Elle n’est pas d’ici, songea Roxane en scrutant avec attention le moindre détail de son visage. Elle aurait compris rien qu’à l’entente de son nom dans le cas contraire.

▬ Je m’appelle Louve. Et, je… –elle sembla hésiter, le temps d’une seconde, et le sourire qui étirait les lèvres carmin de la jeune femme se fit plus doux, plus encourageant– Ça n’est pas grand chose, ne vous inquiétez pas.

Roxane eu un léger ricanement sarcastique en la voyant jeter un oeil à ses paumes. Je ne parlais pas que de tes mains, ma jolie.
Délicatement, la Trioxhydre leva la main pour saisir avec le plus de douceur possible l’un des poignets de la jeune fille pour examiner un peu mieux l’épiderme endolori, sans jamais ne serait-ce que frôler la peau abîmée, afin de ne pas causer plus de douleur. 
Elles étaient malmenées ces mains, et ça n’avait pas l’air de dater de la veille.

▬ Ça peut avoir l’air de rien à première vue, souffla-t-elle les yeux baissés sur les mains de Louvemais crois moi, tu préfèrerais quand même faire soigner tout ça au centre pokémon. Y’a rien de plus gênant et douloureux qu’une infection, elle ajouta avec un léger rictus de dégoût en repensant aux vilaines blessures qu’elle avait pu voir au cours de ses trente-et-unes années de vie.

La jeune fille se redressa, en s’appuyant sur le mur pour s’aider comme si elle risquait de s’effondrer en faisant autrement. Néanmoins, Roxane n’esquissa aucun mouvement pour l’aider, elle ne la prit pas par le bras pour la soutenir, ne la retint pas par la taille, rien.
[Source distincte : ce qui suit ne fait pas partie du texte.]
use std::rc::Rc;

use crate::store::Change;

pub(crate) type ListenerFn = Rc<dyn Fn(&Change)>;

/// Handle returned when subscribing; pass it to `off` to detach.
#[derive(Debug, Clone, Copy, PartialEq, Eq, Hash)]
pub struct ListenerId(u64);

struct Listener {
    id: ListenerId,
    event: String,
    once: bool,
    callback: ListenerFn,
}

/// Registration-ordered listener list.
#[derive(Default)]
pub(crate) struct Listeners {
    entries: Vec<Listener>,
    next_id: u64,
}

impl Listeners {
    pub(crate) fn add(&mut self, event: String, once: bool, callback: ListenerFn) -> ListenerId {
        self.next_id += 1;
        let id = ListenerId(self.next_id);
        self.entries.push(Listener {
            id,
            event,
            once,
            callback,
        });
        id
    }

    pub(crate) fn remove(&mut self, id: ListenerId) -> bool {
        let before = self.entries.len();
        self.entries.retain(|l| l.id != id);
        self.entries.len() != before
    }

    pub(crate) fn clear(&mut self) {
        self.entries.clear();
    }

    pub(crate) fn count(&self, event: &str) -> usize {
        self.entries.iter().filter(|l| l.event == event).count()
    }

    pub(crate) fn len(&self) -> usize {
        self.entries.len()
    }

    /// Callbacks subscribed to `event`, in registration order. One-shot
    /// listeners are removed as they are taken.
    pub(crate) fn take_matching(&mut self, event: &str) -> Vec<ListenerFn> {
        let callbacks = self
            .entries
            .iter()
            .filter(|l| l.event == event)
            .map(|l| Rc::clone(&l.callback))
            .collect();
        self.entries.retain(|l| !(l.once && l.event == event));
        callbacks
    }
}
// ── Controller definitions ──
//
// Everything a controller type declares up front: its properties, the
// named handler/accessor/filter/action tables that sync bindings and
// event maps resolve against, and its lifecycle hooks. Derived
// definitions merge their parent's tables through `extends`; same-named
// entries in the child win.

use std::collections::HashMap;
use std::fmt;
use std::rc::Rc;

use indexmap::{IndexMap, IndexSet};
use serde_json::Value;

use crate::controller::Controller;
use crate::error::CoreError;
use crate::store::PropertyStore;
use crate::validate::Validator;
use crate::view::View;

/// Change handler: `(controller, current, previous)`.
pub type ChangeHandler = Rc<dyn Fn(&Controller, &Value, &Value)>;
/// Reads a property from the store a binding targets.
pub type Accessor = Rc<dyn Fn(&PropertyStore) -> Value>;
/// Decides whether a change is dispatched: `(current, previous)`.
pub type FilterFn = Rc<dyn Fn(&Value, &Value) -> bool>;
pub type Action = Rc<dyn Fn(&Controller)>;
pub type Hook = Rc<dyn Fn(&Controller)>;
pub type BindHook = Rc<dyn Fn(&Controller) -> Result<(), CoreError>>;
/// Creates the controller's view. Returning `None` is a configuration
/// error.
pub type ViewFactory = Rc<dyn Fn(&Controller) -> Option<View>>;

/// Compiled controller type. Shared by every instance via `Rc`.
pub struct ControllerDef {
    pub(crate) name: String,
    pub(crate) properties: IndexSet<String>,
    pub(crate) handlers: HashMap<String, ChangeHandler>,
    pub(crate) accessors: HashMap<String, Accessor>,
    pub(crate) filters: HashMap<String, FilterFn>,
    pub(crate) actions: HashMap<String, Action>,
    pub(crate) events: IndexMap<String, Option<String>>,
    pub(crate) observes: IndexMap<String, String>,
    pub(crate) validators: IndexMap<String, Vec<Validator>>,
    pub(crate) setup_view: ViewFactory,
    pub(crate) bind: Option<BindHook>,
    pub(crate) view_is_ready: Option<Hook>,
    pub(crate) view_is_available: Option<Hook>,
}

impl ControllerDef {
    pub fn builder(name: impl Into<String>) -> ControllerDefBuilder {
        ControllerDefBuilder::new(name)
    }

    pub fn name(&self) -> &str {
        &self.name
    }

    pub fn properties(&self) -> impl Iterator<Item = &str> {
        self.properties.iter().map(String::as_str)
    }

    /// Event name to action name (`None`: observed, no default action).
    pub fn events(&self) -> &IndexMap<String, Option<String>> {
        &self.events
    }

    pub fn has_handler(&self, name: &str) -> bool {
        self.handlers.contains_key(name)
    }

    pub fn has_action(&self, name: &str) -> bool {
        self.actions.contains_key(name)
    }
}

impl fmt::Debug for ControllerDef {
    fn fmt(&self, f: &mut fmt::Formatter<'_>) -> fmt::Result {
        f.debug_struct("ControllerDef")
            .field("name", &self.name)
            .field("properties", &self.properties)
            .field("events", &self.events)
            .field("observes", &self.observes)
            .field("validators", &self.validators)
            .finish_non_exhaustive()
    }
}

/// Collects the declarative pieces of a [`ControllerDef`].
#[derive(Default)]
pub struct ControllerDefBuilder {
    name: String,
    parent: Option<Rc<ControllerDef>>,
    properties: IndexSet<String>,
    handlers: HashMap<String, ChangeHandler>,
    accessors: HashMap<String, Accessor>,
    filters: HashMap<String, FilterFn>,
    actions: HashMap<String, Action>,
    events: IndexMap<String, Option<String>>,
    observes: IndexMap<String, String>,
    validators: IndexMap<String, Vec<Validator>>,
    setup_view: Option<ViewFactory>,
    bind: Option<BindHook>,
    view_is_ready: Option<Hook>,
    view_is_available: Option<Hook>,
}

impl ControllerDefBuilder {
    fn new(name: impl Into<String>) -> Self {
        Self {
            name: name.into(),
            ..Self::default()
        }
    }

    /// Inherit every table and hook from `parent`.
    pub fn extends(mut self, parent: &Rc<ControllerDef>) -> Self {
        self.parent = Some(Rc::clone(parent));
        self
    }

    pub fn properties<I, S>(mut self, names: I) -> Self
    where
        I: IntoIterator<Item = S>,
        S: Into<String>,
    {
        self.properties.extend(names.into_iter().map(Into::into));
        self
    }

    pub fn handler<F>(mut self, name: impl Into<String>, handler: F) -> Self
    where
        F: Fn(&Controller, &Value, &Value) + 'static,
    {
        self.handlers.insert(name.into(), Rc::new(handler));
        self
    }

    pub fn accessor<F>(mut self, name: impl Into<String>, accessor: F) -> Self
    where
        F: Fn(&PropertyStore) -> Value + 'static,
    {
        self.accessors.insert(name.into(), Rc::new(accessor));
        self
    }

    pub fn filter<F>(mut self, name: impl Into<String>, filter: F) -> Self
    where
        F: Fn(&Value, &Value) -> bool + 'static,
    {
        self.filters.insert(name.into(), Rc::new(filter));
        self
    }

    pub fn action<F>(mut self, name: impl Into<String>, action: F) -> Self
    where
        F: Fn(&Controller) + 'static,
    {
        self.actions.insert(name.into(), Rc::new(action));
        self
    }

    /// Listen for `event` on the controller. `action` names an entry in
    /// the action table; `None` listens without acting.
    pub fn event(mut self, event: impl Into<String>, action: Option<&str>) -> Self {
        self.events.insert(event.into(), action.map(str::to_owned));
        self
    }

    /// Call handler `handler` whenever controller property `property`
    /// changes.
    pub fn observe(mut self, property: impl Into<String>, handler: impl Into<String>) -> Self {
        self.observes.insert(property.into(), handler.into());
        self
    }

    pub fn validate(mut self, property: impl Into<String>, validator: Validator) -> Self {
        self.validators
            .entry(property.into())
            .or_default()
            .push(validator);
        self
    }

    pub fn setup_view<F>(mut self, factory: F) -> Self
    where
        F: Fn(&Controller) -> Option<View> + 'static,
    {
        self.setup_view = Some(Rc::new(factory));
        self
    }

    pub fn bind<F>(mut self, hook: F) -> Self
    where
        F: Fn(&Controller) -> Result<(), CoreError> + 'static,
    {
        self.bind = Some(Rc::new(hook));
        self
    }

    pub fn view_is_ready<F>(mut self, hook: F) -> Self
    where
        F: Fn(&Controller) + 'static,
    {
        self.view_is_ready = Some(Rc::new(hook));
        self
    }

    pub fn view_is_available<F>(mut self, hook: F) -> Self
    where
        F: Fn(&Controller) + 'static,
    {
        self.view_is_available = Some(Rc::new(hook));
        self
    }

    /// Merge with the parent and check every cross-reference.
    pub fn build(self) -> Result<Rc<ControllerDef>, CoreError> {
        let parent = self.parent.as_deref();

        let mut properties = parent.map(|p| p.properties.clone()).unwrap_or_default();
        properties.extend(self.properties);

        let mut handlers = parent.map(|p| p.handlers.clone()).unwrap_or_default();
        handlers.extend(self.handlers);

        let mut accessors = parent.map(|p| p.accessors.clone()).unwrap_or_default();
        accessors.extend(self.accessors);

        let mut filters = parent.map(|p| p.filters.clone()).unwrap_or_default();
        filters.extend(self.filters);

        let mut actions = parent.map(|p| p.actions.clone()).unwrap_or_default();
        actions.extend(self.actions);

        let mut events = parent.map(|p| p.events.clone()).unwrap_or_default();
        events.extend(self.events);

        let mut observes = parent.map(|p| p.observes.clone()).unwrap_or_default();
        observes.extend(self.observes);

        let mut validators = parent.map(|p| p.validators.clone()).unwrap_or_default();
        for (property, rules) in self.validators {
            validators.entry(property).or_default().extend(rules);
        }

        let definition_error = |message: String| CoreError::Definition {
            owner: format!("controller '{}'", self.name),
            message,
        };

        let setup_view = self
            .setup_view
            .or_else(|| parent.map(|p| Rc::clone(&p.setup_view)))
            .ok_or_else(|| definition_error("no setup_view declared".into()))?;

        for (event, action) in &events {
            if let Some(action) = action {
                if !actions.contains_key(action) {
                    return Err(definition_error(format!(
                        "event '{event}' names unknown action '{action}'"
                    )));
                }
            }
        }
        for (property, handler) in &observes {
            if !handlers.contains_key(handler) {
                return Err(definition_error(format!(
                    "observer of '{property}' names unknown handler '{handler}'"
                )));
            }
        }

        Ok(Rc::new(ControllerDef {
            bind: self.bind.or_else(|| parent.and_then(|p| p.bind.clone())),
            view_is_ready: self
                .view_is_ready
                .or_else(|| parent.and_then(|p| p.view_is_ready.clone())),
            view_is_available: self
                .view_is_available
                .or_else(|| parent.and_then(|p| p.view_is_available.clone())),
            name: self.name,
            properties,
            handlers,
            accessors,
            filters,
            actions,
            events,
            observes,
            validators,
            setup_view,
        }))
    }
}

#[cfg(test)]
#[allow(clippy::unwrap_used)]
mod tests {
    use pretty_assertions::assert_eq;

    use super::*;

    fn base() -> Rc<ControllerDef> {
        ControllerDef::builder("base")
            .properties(["title"])
            .action("save", |_| {})
            .action("close", |_| {})
            .event("save", Some("save"))
            .event("close", None)
            .setup_view(|_| Some(View::new("base")))
            .build()
            .unwrap()
    }

    #[test]
    fn missing_setup_view_is_rejected() {
        let err = ControllerDef::builder("bare").build().unwrap_err();
        assert!(err.is_definition());
        assert!(err.to_string().contains("setup_view"));
    }

    #[test]
    fn unknown_action_is_rejected() {
        let err = ControllerDef::builder("c")
            .setup_view(|_| None)
            .event("save", Some("persist"))
            .build()
            .unwrap_err();
        assert!(err.to_string().contains("persist"));
    }

    #[test]
    fn unknown_observer_handler_is_rejected() {
        let err = ControllerDef::builder("c")
            .setup_view(|_| None)
            .observe("title", "titleDidChange")
            .build()
            .unwrap_err();
        assert!(err.to_string().contains("titleDidChange"));
    }

    #[test]
    fn events_merge_with_the_parent() {
        let child = ControllerDef::builder("child")
            .extends(&base())
            .properties(["body"])
            .event("close", Some("close"))
            .event("publish", None)
            .build()
            .unwrap();

        let events: Vec<(&str, Option<&str>)> = child
            .events()
            .iter()
            .map(|(e, a)| (e.as_str(), a.as_deref()))
            .collect();
        assert_eq!(
            events,
            vec![
                ("save", Some("save")),
                ("close", Some("close")),
                ("publish", None),
            ]
        );
        assert_eq!(child.properties().collect::<Vec<_>>(), vec!["title", "body"]);
        assert!(child.has_action("save"));
    }
}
Parce qu’elle sentait en elle cette espèce de volonté de se débrouiller seule –par fierté ou peur de déranger, elle ne pouvait encore le dire, mais elle le sentait, et c’était tout à son honneur. Elle-même avait eu à coeur de montrer qu’elle pouvait faire ce qu’elle faisait par ses propres moyens, et pas parce qu’elle était « la fille de ».
Elle se redressa, inspira une dernière taffe et écrasa sous le talon de son escarpin.
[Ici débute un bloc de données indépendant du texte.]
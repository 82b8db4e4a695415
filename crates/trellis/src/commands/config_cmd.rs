//! Config subcommand handlers.

use owo_colors::OwoColorize;

use crate::cli::{ConfigArgs, ConfigCommand, GlobalOpts};
use crate::commands::util;
use crate::error::CliError;
use crate::output;

const STARTER: &str = r#"# trellis configuration

[defaults]
origin = "http://localhost:8080"
timeout_ms = 30000
output = "json"

[models.document]
root_uri = "/api/"
server_properties = ["title", "body"]

[models.document.routes]
"CRUD document" = "Document"
"GET document/:id/history" = "requestHistory"

[[models.document.parsers]]
route = "GET document/*rest"
handler = "data"
"#;

pub fn handle(args: &ConfigArgs, global: &GlobalOpts) -> Result<(), CliError> {
    let path = util::config_path(global);
    match args.command {
        ConfigCommand::Path => {
            output::print_output(&path.display().to_string(), global.quiet);
            Ok(())
        }

        ConfigCommand::Show => {
            let mut cfg = util::load_config(global)?;
            if cfg.defaults.token.is_some() {
                cfg.defaults.token = Some("****".into());
            }
            let rendered = toml::to_string_pretty(&cfg).map_err(|e| CliError::Output {
                message: e.to_string(),
            })?;
            output::print_output(rendered.trim_end(), global.quiet);
            Ok(())
        }

        ConfigCommand::Init { force } => {
            if path.exists() && !force {
                return Err(CliError::ConfigExists {
                    path: path.display().to_string(),
                });
            }
            if let Some(parent) = path.parent() {
                std::fs::create_dir_all(parent)?;
            }
            std::fs::write(&path, STARTER)?;
            if !global.quiet {
                let shown = path.display().to_string();
                if output::should_color(global.color) {
                    eprintln!("wrote {}", shown.green());
                } else {
                    eprintln!("wrote {shown}");
                }
            }
            Ok(())
        }
    }
}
Quel genre de vie pouvait-on vivre pour se retrouver dans un tel état à pas vingt ans ? –car elle ne les avait pas, c’était évident. Une vie de torture ? Une vie de terreur ? Une vie de fuite ?
Tout à la fois peut-être.
Ça lui brûlait les entrailles, à Roxane. Pas parce que c’était une hybride et qu’elle présumait que des humains étaient forcément la cause de ses malheurs, quand bien même cela ne l’étonnerait pas le moins du monde, mais parce que c’était une gamine, et qu’aucune gamine ne méritait ça. Parce qu’elle lui rappelait aussi que c’est à peu près à cet âge là qu’elle a vécu l’enfer avec cet homme qu’elle avait cru aimer, et que pour avoir connu la souffrance, la vraie, elle ne la souhaitait à personne et la honnissait quand elle la voyait dans le regard de celui qui n’avait rien demandé. 
Personne, mis à part ses adversaires, bien sûr.
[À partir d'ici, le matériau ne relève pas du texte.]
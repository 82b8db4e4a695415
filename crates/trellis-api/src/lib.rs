// trellis-api: declarative REST resources (routes, response parsers, request engine)

pub mod engine;
pub mod error;
pub mod options;
pub mod parser;
pub mod resource;
pub mod route;
pub mod transport;
pub mod util;

pub use engine::RequestEngine;
pub use error::Error;
pub use options::{RequestOptions, RouteCall};
pub use parser::{HandlerSet, ParserEntry, ParserFn, ParserTable, ParserTarget};
pub use resource::{DEFAULT_TIMEOUT, ResourceDef, ResourceDefBuilder};
pub use route::{ResolvedRoute, RouteSpec, RouteTable, RouteTarget, Verb};
pub use transport::{
    HttpTransport, RawResponse, TlsMode, Transport, TransportConfig, TransportRequest,
    TransportResponse,
};
#[cfg(test)]
#[allow(clippy::unwrap_used)]
mod tests {
    use pretty_assertions::assert_eq;
    use serde_json::json;

    use super::*;

    fn table(entries: &[(&str, &str)]) -> RouteTable {
        RouteTable::compile(entries.iter().copied()).unwrap()
    }

    #[test]
    fn delete_and_del_parse_to_the_same_verb() {
        assert_eq!("DELETE".parse::<Verb>().unwrap(), Verb::Del);
        assert_eq!("del".parse::<Verb>().unwrap(), Verb::Del);
        assert_eq!(Verb::Del.to_string(), "DELETE");
    }

    #[test]
    fn named_placeholder_is_substituted_and_consumed() {
        let routes = table(&[("GET foo/:id", "requestFoo")]);
        let resolved = routes
            .get("requestFoo")
            .unwrap()
            .resolve(RouteCall::new().param("id", 5).param("q", "x"))
            .unwrap();

        assert_eq!(resolved.verb, Verb::Get);
        assert_eq!(resolved.uri, "foo/5");
        assert!(!resolved.body.contains_key("id"));
        assert_eq!(resolved.body["q"], json!("x"));
    }

    #[test]
    fn positional_placeholders_use_call_args() {
        let routes = table(&[("GET a/:$0/b/:$1", "requestPair")]);
        let resolved = routes
            .get("requestPair")
            .unwrap()
            .resolve(RouteCall::with_args(["x", "y"]))
            .unwrap();
        assert_eq!(resolved.uri, "a/x/b/y");
    }

    #[test]
    fn missing_named_parameter_is_a_definition_error() {
        let routes = table(&[("PUT doc/:id", "requestPut")]);
        let err = routes
            .get("requestPut")
            .unwrap()
            .resolve(RouteCall::new())
            .unwrap_err();
        assert!(matches!(err, Error::MissingRouteParam { ref param, .. } if param == "id"));
        assert!(err.is_definition());
    }

    #[test]
    fn missing_positional_argument_is_a_definition_error() {
        let routes = table(&[("GET doc/:$0", "requestOne")]);
        let err = routes
            .get("requestOne")
            .unwrap()
            .resolve(RouteCall::new())
            .unwrap_err();
        assert!(matches!(err, Error::MissingRouteArg { index: 0, .. }));
    }

    #[test]
    fn crud_expands_into_exactly_four_methods() {
        let routes = table(&[("CRUD widget", "Widget")]);

        let mut names: Vec<_> = routes.method_names().collect();
        names.sort_unstable();
        assert_eq!(
            names,
            vec![
                "requestCreateWidget",
                "requestDeleteWidget",
                "requestOneWidget",
                "requestUpdateWidget",
            ]
        );

        let verb_of = |name: &str| routes.get(name).unwrap().verb();
        assert_eq!(verb_of("requestCreateWidget"), Verb::Post);
        assert_eq!(verb_of("requestOneWidget"), Verb::Get);
        assert_eq!(verb_of("requestUpdateWidget"), Verb::Put);
        assert_eq!(verb_of("requestDeleteWidget"), Verb::Del);

        assert_eq!(routes.get("requestOneWidget").unwrap().uri_template(), "widget/:$0");
        assert_eq!(routes.get("requestUpdateWidget").unwrap().uri_template(), "widget/:id");
    }

    #[test]
    fn crud_target_must_match_the_path_name() {
        let err = RouteTable::compile([("CRUD document", "Doc")]).unwrap_err();
        assert!(matches!(err, Error::InvalidRoute { ref key, .. } if key == "CRUD document"));

        let routes = RouteTable::compile([("CRUD document", "")]).unwrap();
        assert!(routes.contains("requestOneDocument"));
    }

    #[test]
    fn crud_names_are_camel_cased() {
        let routes = table(&[("CRUD line_item", "LineItem")]);
        assert!(routes.contains("requestOneLineItem"));
    }

    #[test]
    fn static_options_are_defaults_for_the_caller() {
        let target = RouteTarget::from_value(
            "POST upload",
            &json!({ "fn": "requestUpload", "json_body": true, "timeout_ms": 900 }),
        )
        .unwrap();
        let routes = RouteTable::compile([("POST upload", target)]).unwrap();

        let resolved = routes
            .get("requestUpload")
            .unwrap()
            .resolve(RouteCall::new().options(RequestOptions {
                timeout_ms: Some(50),
                ..RequestOptions::default()
            }))
            .unwrap();
        assert_eq!(resolved.options.json_body, Some(true));
        assert_eq!(resolved.options.timeout_ms, Some(50));
    }

    #[test]
    fn route_values_of_the_wrong_shape_are_rejected() {
        let err = RouteTarget::from_value("GET x", &json!(42)).unwrap_err();
        assert!(matches!(err, Error::InvalidRouteTarget { .. }));

        let err = RouteTarget::from_value("GET x", &json!({ "json_body": true })).unwrap_err();
        assert!(matches!(err, Error::InvalidRouteTarget { .. }));
    }

    #[test]
    fn malformed_keys_are_rejected() {
        let err = RouteTable::compile([("nospace", "m")]).unwrap_err();
        assert!(matches!(err, Error::InvalidRoute { .. }));

        let err = RouteTable::compile([("PATCH x", "m")]).unwrap_err();
        assert!(matches!(err, Error::InvalidRoute { .. }));
    }

    #[test]
    fn lone_colons_stay_literal() {
        let segments = parse_template("time/12:/x:$");
        assert_eq!(segments, vec![Segment::Literal("time/12:/x:$".into())]);
    }

    #[test]
    fn param_names_follow_template_order() {
        let spec = RouteSpec::new(Verb::Get, "org/:org/repo/:repo", "m", RequestOptions::default());
        assert_eq!(spec.param_names().collect::<Vec<_>>(), vec!["org", "repo"]);
    }

    #[test]
    fn inherited_routes_do_not_override_own_routes() {
        let mut child = table(&[("GET child/:id", "requestThing")]);
        let parent = table(&[("GET parent/:id", "requestThing"), ("GET ping", "requestPing")]);
        child.inherit(&parent);

        assert_eq!(child.get("requestThing").unwrap().uri_template(), "child/:id");
        assert!(child.contains("requestPing"));
    }
}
▬ Est-ce que...Vous n’auriez pas une cigarette, pour moi ? S’il vous plaît ? Je ne pourrai pas vous la rendre dans l’immédiat, mais je m’en souviendrai, et…

Roxane eu un de ces sourires entendus et sorti son paquet de sa poche, et d’une seule main experte l’ouvrit et attrapa une cigarette entre ses doigts avant de la tendre à la jeune fille. Sa main revint à sa poche, et elle troqua le paquet contre le briquet qu’elle tendit près du bout du petit bâtonnet blanc pour l’embraser.

▬ C’est cadeau ma belle, t’en fais pas.

Pendant quelques secondes, et observa le ballet hypnotisant et étrangement apaisant des volutes de fumée qui s’élevaient dans les airs, ses deux mains toujours enfoncées dans les poches de son long manteau. Il y avait dans sa poitrine cette maudite empathie qui faisait cogner son palpitant, et dans ses tripes cette colère qui faisait rage, à la regarder ainsi, petite poupée éraflée par la vie. Et parce qu’elle préférait les regrets aux remords, elle ne pouvait pas –ne voulait pas– ne rien tenter pour l’aider.
Hoenn était sa terre, la terre où on vit libre et où on peut dormir sur ses deux oreilles, et elle n’admettait aucune exception.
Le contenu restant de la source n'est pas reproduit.